■ Problem details: Please state how many lines of the records below contain the word "ShiftLeft". Give the number and nothing else.

Extracted data entries

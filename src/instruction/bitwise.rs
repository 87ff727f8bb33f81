// This module builds the bitwise operations. Logical operations follow the
// two operand x86-64 form and the three operand AArch64 form. Shift counts on
// x86-64 are either an immediate or the dedicated shift count register, so a
// variable count is staged into that register and the operand renders as its
// byte partition. Right shifts pick the arithmetic or logical form from the
// signedness of the shifted value.

//! Bitwise and shift instruction lowering.

use crate::core::error::CompileResult;
use crate::core::format::Size;
use crate::handle::Handle;
use crate::instruction::{
    assemble, flags, kinds, BitwiseOp, InstrId, OperandSpec, Parameter,
};
use crate::memory;
use crate::unit::Unit;
use crate::value::ValueId;

const IN_PLACE: u32 = flags::DESTINATION
    | flags::WRITE_ACCESS
    | flags::READS
    | flags::ATTACH_TO_DESTINATION;

fn size_of(unit: &Unit<'_>, value: ValueId) -> Size {
    Size::from_bytes(unit.format(value).bytes())
}

fn operation_of(unit: &Unit<'_>, operator: BitwiseOp, first: ValueId) -> &'static str {
    let unsigned = unit.format(first).is_unsigned();
    if unit.target.is_x64() {
        match operator {
            BitwiseOp::And => "and",
            BitwiseOp::Or => "or",
            BitwiseOp::Xor => "xor",
            BitwiseOp::ShiftLeft => "sal",
            BitwiseOp::ShiftRight => {
                if unsigned {
                    "shr"
                } else {
                    "sar"
                }
            }
        }
    } else {
        match operator {
            BitwiseOp::And => "and",
            BitwiseOp::Or => "orr",
            BitwiseOp::Xor => "eor",
            BitwiseOp::ShiftLeft => "lsl",
            BitwiseOp::ShiftRight => {
                if unsigned {
                    "lsr"
                } else {
                    "asr"
                }
            }
        }
    }
}

pub fn build_bitwise<'a>(
    unit: &mut Unit<'a>,
    id: InstrId,
    operator: BitwiseOp,
    first: ValueId,
    second: ValueId,
    assigns: bool,
) -> CompileResult<()> {
    let operation = operation_of(unit, operator, first);
    let size = size_of(unit, first);

    if unit.target.is_x64() {
        let mut first_flags = IN_PLACE;
        if assigns {
            first_flags |= flags::RELOCATE_TO_DESTINATION;
        }
        let destination_kinds = if assigns {
            kinds::REGISTER_OR_MEMORY
        } else {
            kinds::REGISTER
        };

        if operator.is_shift() {
            let count_is_constant = unit.handle(second).as_constant().is_some();
            if count_is_constant {
                return assemble(
                    unit,
                    id,
                    operation,
                    vec![
                        OperandSpec {
                            value: first,
                            flags: first_flags,
                            kinds: destination_kinds,
                            size,
                        },
                        OperandSpec {
                            value: second,
                            flags: flags::READS | flags::bit_limit(8),
                            kinds: kinds::CONSTANT_OR_REGISTER,
                            size: Size::Byte,
                        },
                    ],
                );
            }
            return build_variable_shift(unit, id, operation, first, second, first_flags, size);
        }

        let second_kinds = if assigns && unit.handle(first).is_memory() {
            kinds::CONSTANT_OR_REGISTER
        } else {
            kinds::CONSTANT_REGISTER_MEMORY
        };
        return assemble(
            unit,
            id,
            operation,
            vec![
                OperandSpec {
                    value: first,
                    flags: first_flags,
                    kinds: destination_kinds,
                    size,
                },
                OperandSpec {
                    value: second,
                    flags: flags::READS | flags::bit_limit(32),
                    kinds: second_kinds,
                    size,
                },
            ],
        );
    }

    // AArch64 three operand form. Shift counts take a small immediate, the
    // logical operations keep both sources in registers.
    let second_kinds = if operator.is_shift() {
        kinds::CONSTANT_OR_REGISTER
    } else {
        kinds::REGISTER
    };
    let result = unit.instruction(id).result;
    let destination = if assigns { first } else { result };
    let mut destination_flags = flags::DESTINATION | flags::WRITE_ACCESS;
    if assigns {
        destination_flags |= flags::READS | flags::ATTACH_TO_DESTINATION;
    }

    assemble(
        unit,
        id,
        operation,
        vec![
            OperandSpec {
                value: destination,
                flags: destination_flags,
                kinds: kinds::REGISTER,
                size,
            },
            OperandSpec {
                value: first,
                flags: flags::READS,
                kinds: kinds::REGISTER,
                size,
            },
            OperandSpec {
                value: second,
                flags: flags::READS | flags::bit_limit(6),
                kinds: second_kinds,
                size,
            },
        ],
    )
}

/// Stage a variable shift count into the shift register and shift against
/// its byte partition.
fn build_variable_shift<'a>(
    unit: &mut Unit<'a>,
    id: InstrId,
    operation: &str,
    first: ValueId,
    second: ValueId,
    first_flags: u32,
    size: Size,
) -> CompileResult<()> {
    let shift = unit.shift_register()?;

    if unit.register_of(second) != Some(shift) {
        memory::clear_register(unit, shift)?;
        memory::relocate(unit, second, Handle::Register(shift))?;
        unit.registers[shift.index()].occupant = Some(second);
    }
    unit.lock_register(shift);

    let destination_kinds = if first_flags & flags::RELOCATE_TO_DESTINATION != 0 {
        kinds::REGISTER_OR_MEMORY
    } else {
        kinds::REGISTER
    };
    let destination = memory::convert(unit, first, destination_kinds, first_flags, size)?;

    let instruction = unit.instruction_mut(id);
    instruction.operation = operation.to_string();
    instruction.parameters = vec![
        Parameter {
            value: first,
            flags: first_flags,
            size,
            finalized: Some(destination),
        },
        Parameter {
            value: second,
            flags: flags::READS,
            size: Size::Byte,
            finalized: Some(Handle::Register(shift)),
        },
    ];
    instruction.built = true;

    unit.unlock_register(shift);
    crate::instruction::simulate_parameter_flags(unit, id)
}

■ Final answer: 2